亨宁并非个例。 根据美国教师联合会 7月发布的一项民意调查,作为美国第二大教师工会,学前至12年级教育工作者的工作满意度下降了34个百分点,从45%降至79%的受访者表示不满意。近90%的受访者表示学校已变得过于政治化。
正是丹佛一所特许学校通过领英发来的一条消息,让亨宁留在了这个行业。她的新学校注重公平和社会正义,其领导希望她加入他们的课堂。“这就是我选择搬到这里的原因。”
与此同时,在以南约70英里的科罗拉多斯普林斯,五年级教师安吉丽卡·吉夫勒因从事教育公平工作而遭到社区的反对——尽管科罗拉多州并没有制定反批判性种族理论或反 LGBTQ 教育的法律。
就在亨宁的新学校欢迎社会正义工作几小时路程之外,吉夫勒正忙于在校董事会会议上发言,挑战那些聚集起来反对社会情感学习、LGBTQ包容等议题的社区成员。
“所以在过去一年里,我一直受到公众的攻击,”拥有教育学博士学位的吉夫勒说。她被冠以的称呼包括“诱拐者”和“洗脑者”。
网上的右翼活动组织呼吁解雇她。吉夫勒说,一位甚至没有孩子在学区的社区成员愤怒地打电话到学校办公室举报她。
那里发生的事件即使在没有审查法的州的学区也并不罕见。许多仅相隔几个城镇的学区,由于社区政治倾向不同,正面临着截然不同的环境。
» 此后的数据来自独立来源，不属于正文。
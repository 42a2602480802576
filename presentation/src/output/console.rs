//! Console output formatter for analysis results

use crate::output::formatter::OutputFormatter;
use colored::{ColoredString, Colorize};
use council_application::TrendingMarket;
use council_domain::{
    AnalysisResult, IndividualAnalysis, Leaning, Outcome, ResearchReport, Source, WorkerOutputs,
};
use tracing::warn;

/// Formats analysis results for console display
pub struct ConsoleFormatter;

impl ConsoleFormatter {
    /// Format the complete analysis result
    pub fn format(result: &AnalysisResult) -> String {
        let mut output = String::new();

        output.push_str(&Self::header("Market Council Results"));
        output.push('\n');

        output.push_str(&format!(
            "{} {}\n\n",
            "Question:".cyan().bold(),
            result.market_question
        ));

        output.push_str(&format!(
            "{} {} ({} workers)\n",
            "Strategy:".cyan().bold(),
            result.outputs.strategy(),
            result.worker_count()
        ));

        match &result.outputs {
            WorkerOutputs::Specialist(reports) => {
                output.push_str(&Self::section_header("Specialist Reports"));
                for report in reports {
                    output.push_str(&Self::report_block(report));
                }
            }
            WorkerOutputs::DualStance(analyses) => {
                output.push_str(&Self::section_header("Analyst Debates"));
                for (i, analysis) in analyses.iter().enumerate() {
                    output.push_str(&Self::analysis_block(i + 1, analysis));
                }
            }
        }

        output.push_str(&Self::section_header("Consensus"));
        output.push('\n');
        output.push_str(&Self::verdict_line(result));
        output.push_str(&format!("\n{}\n", result.consensus.summary));

        if !result.all_sources.is_empty() {
            output.push_str(&Self::section_header("Sources"));
            output.push_str(&Self::source_list(&result.all_sources));
        }

        output.push_str(&Self::footer());

        output
    }

    /// Format as JSON
    pub fn format_json(result: &AnalysisResult) -> String {
        serde_json::to_string_pretty(result).unwrap_or_else(|e| {
            warn!(error = %e, "Failed to serialize analysis result as JSON");
            "{}".to_string()
        })
    }

    /// Format consensus only (concise output)
    pub fn format_consensus_only(result: &AnalysisResult) -> String {
        let mut output = String::new();

        output.push_str(&format!(
            "{}\n\n",
            "=== Market Council Verdict ===".cyan().bold()
        ));

        output.push_str(&format!("{} {}\n\n", "Q:".bold(), result.market_question));
        output.push_str(&Self::verdict_line(result));
        output.push('\n');
        output.push_str(&result.consensus.summary);
        output.push('\n');

        output
    }

    /// Format the trending market list
    pub fn format_trending(markets: &[TrendingMarket]) -> String {
        let mut output = String::new();

        output.push_str(&format!("{}\n\n", "Trending markets".cyan().bold()));
        for (i, market) in markets.iter().enumerate() {
            output.push_str(&format!(
                "{:>2}. {}\n    {}\n",
                i + 1,
                market.question.bold(),
                market.url.dimmed()
            ));
        }

        output
    }

    fn report_block(report: &ResearchReport) -> String {
        let mut block = format!(
            "\n{} {}\n",
            format!("── {} ──", report.agent_type.label()).yellow().bold(),
            Self::leaning(report.leaning)
        );

        if report.is_degraded() {
            block.push_str(&format!("{}\n", report.summary.dimmed()));
        } else {
            block.push_str(&format!("{}\n", report.summary));
        }

        for finding in &report.key_findings {
            block.push_str(&format!("  * {}\n", finding));
        }

        if let Some(debate) = &report.debate {
            block.push_str(&format!(
                "  {} {} {}\n",
                "Contested:".magenta().bold(),
                format!("[{}/100]", debate.contradiction_score).magenta(),
                debate.summary
            ));
        }

        block
    }

    fn analysis_block(index: usize, analysis: &IndividualAnalysis) -> String {
        let mut block = format!(
            "\n{} {}\n",
            format!("── Analyst {} ({}) ──", index, analysis.agent_model)
                .yellow()
                .bold(),
            Self::leaning(analysis.implied_leaning())
        );

        block.push_str(&format!(
            "{}\n",
            format!("YES team ({}/100)", analysis.yes_team.confidence)
                .green()
                .bold()
        ));
        block.push_str(&Self::indent(&bullets(&analysis.yes_team.arguments), "  "));
        block.push('\n');

        block.push_str(&format!(
            "{}\n",
            format!("NO team ({}/100)", analysis.no_team.confidence)
                .red()
                .bold()
        ));
        block.push_str(&Self::indent(&bullets(&analysis.no_team.arguments), "  "));
        block.push('\n');

        block
    }

    fn verdict_line(result: &AnalysisResult) -> String {
        format!(
            "{} {}  {} {}/100\n",
            "Outcome:".bold(),
            Self::outcome(result.consensus.outcome),
            "Confidence:".bold(),
            result.consensus.confidence
        )
    }

    fn source_list(sources: &[Source]) -> String {
        let mut list = String::new();
        for (i, source) in sources.iter().enumerate() {
            if source.title.is_empty() {
                list.push_str(&format!("{:>3}. {}\n", i + 1, source.uri));
            } else {
                list.push_str(&format!(
                    "{:>3}. {}\n     {}\n",
                    i + 1,
                    source.title,
                    source.uri.dimmed()
                ));
            }
        }
        list
    }

    fn outcome(outcome: Outcome) -> ColoredString {
        match outcome {
            Outcome::Yes => outcome.as_str().green().bold(),
            Outcome::No => outcome.as_str().red().bold(),
            Outcome::Uncertain => outcome.as_str().yellow().bold(),
        }
    }

    fn leaning(leaning: Leaning) -> ColoredString {
        let label = format!("[{}]", leaning);
        match leaning {
            Leaning::Yes => label.green(),
            Leaning::No => label.red(),
            Leaning::Neutral => label.normal(),
        }
    }

    fn header(title: &str) -> String {
        let line = "=".repeat(60);
        format!("{}\n{:^60}\n{}", line.cyan(), title.bold(), line.cyan())
    }

    fn section_header(title: &str) -> String {
        format!("\n{}\n{}\n", title.cyan().bold(), "-".repeat(40))
    }

    fn footer() -> String {
        format!("\n{}\n", "=".repeat(60).cyan())
    }

    /// Indent a multi-line string
    pub fn indent(text: &str, prefix: &str) -> String {
        text.lines()
            .map(|line| format!("{}{}", prefix, line))
            .collect::<Vec<_>>()
            .join("\n")
    }
}

fn bullets(items: &[String]) -> String {
    items
        .iter()
        .map(|item| format!("* {}", item))
        .collect::<Vec<_>>()
        .join("\n")
}

impl OutputFormatter for ConsoleFormatter {
    fn format(&self, result: &AnalysisResult) -> String {
        Self::format(result)
    }

    fn format_json(&self, result: &AnalysisResult) -> String {
        Self::format_json(result)
    }

    fn format_consensus_only(&self, result: &AnalysisResult) -> String {
        Self::format_consensus_only(result)
    }
}
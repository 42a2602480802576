//! Model value object representing a text-completion model

use serde::{Deserialize, Deserializer, Serialize, Serializer};

/// Available completion models (Value Object)
///
/// Workers run on a fast model; the consensus synthesizer always runs on the
/// most capable variant. Unknown identifiers are carried as [`Model::Custom`].
#[derive(Debug, Clone, PartialEq, Eq, Hash)]
pub enum Model {
    Gemini25Flash,
    Gemini25FlashLite,
    Gemini25Pro,
    Gemini3Pro,
    // Custom
    Custom(String),
}

impl Model {
    /// Get the string identifier for this model
    pub fn as_str(&self) -> &str {
        match self {
            Model::Gemini25Flash => "gemini-2.5-flash",
            Model::Gemini25FlashLite => "gemini-2.5-flash-lite",
            Model::Gemini25Pro => "gemini-2.5-pro",
            Model::Gemini3Pro => "gemini-3-pro-preview",
            Model::Custom(s) => s,
        }
    }

    /// Default model for research workers and question extraction
    pub fn default_worker() -> Model {
        Model::Gemini25Flash
    }

    /// Default model for the consensus synthesizer
    pub fn default_synthesis() -> Model {
        Model::Gemini25Pro
    }
}

impl Default for Model {
    fn default() -> Self {
        Model::default_worker()
    }
}

impl std::fmt::Display for Model {
    fn fmt(&self, f: &mut std::fmt::Formatter<'_>) -> std::fmt::Result {
        write!(f, "{}", self.as_str())
    }
}

impl std::str::FromStr for Model {
    type Err = std::convert::Infallible;

    fn from_str(s: &str) -> std::result::Result<Self, Self::Err> {
        Ok(match s {
            "gemini-2.5-flash" => Model::Gemini25Flash,
            "gemini-2.5-flash-lite" => Model::Gemini25FlashLite,
            "gemini-2.5-pro" => Model::Gemini25Pro,
            "gemini-3-pro-preview" => Model::Gemini3Pro,
            other => Model::Custom(other.to_string()),
        })
    }
}

impl From<&str> for Model {
    fn from(s: &str) -> Self {
        match s.parse() {
            Ok(model) => model,
            Err(never) => match never {},
        }
    }
}

impl Serialize for Model {
    fn serialize<S>(&self, serializer: S) -> Result<S::Ok, S::Error>
    where
        S: Serializer,
    {
        serializer.serialize_str(self.as_str())
    }
}

impl<'de> Deserialize<'de> for Model {
    fn deserialize<D>(deserializer: D) -> Result<Self, D::Error>
    where
        D: Deserializer<'de>,
    {
        let s = String::deserialize(deserializer)?;
        Ok(Model::from(s.as_str()))
    }
}
//! Command-line interface definitions

pub mod commands;
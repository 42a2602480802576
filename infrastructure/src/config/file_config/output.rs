//! Output configuration from TOML (`[output]` section)

use council_domain::OutputFormat;
use serde::{Deserialize, Serialize};

/// Raw output configuration from TOML
#[derive(Debug, Clone, Serialize, Deserialize)]
#[serde(default)]
pub struct FileOutputConfig {
    /// Output format (uses domain type)
    pub format: Option<OutputFormat>,
    /// Enable colored terminal output
    pub color: bool,
}

impl Default for FileOutputConfig {
    fn default() -> Self {
        Self {
            format: None,
            color: true,
        }
    }
}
在有审查法的州或右翼势力强大的地区的教师报告称,他们感到被骚扰、不被信任,在某些情况下甚至成为针对目标。在K-12 Dive对此主题的整个报道过程中,许多人因害怕遭到报复而拒绝发言,或只同意在匿名条件下发言。
在有审查法的学区中,同意实名发言的教育工作者以及那些不愿发言的人均报告称,他们感到被迫在课堂上压制关于历史、种族、性别有时甚至是宗教的讨论。他们表示,自己感到无法充分支持和保护学生及其身份认同。
他们表示,结果是形成了一种恐惧和意识形态分裂的文化,这种文化将他们赶出特定学校,甚至完全赶出教师行业。
在一项 兰德公司发布的调查 中,超过三分之一的教师和61%的校长 报告称,在2021-22学年上半年,他们因教授种族、种族主义或偏见等内容而遭到骚扰。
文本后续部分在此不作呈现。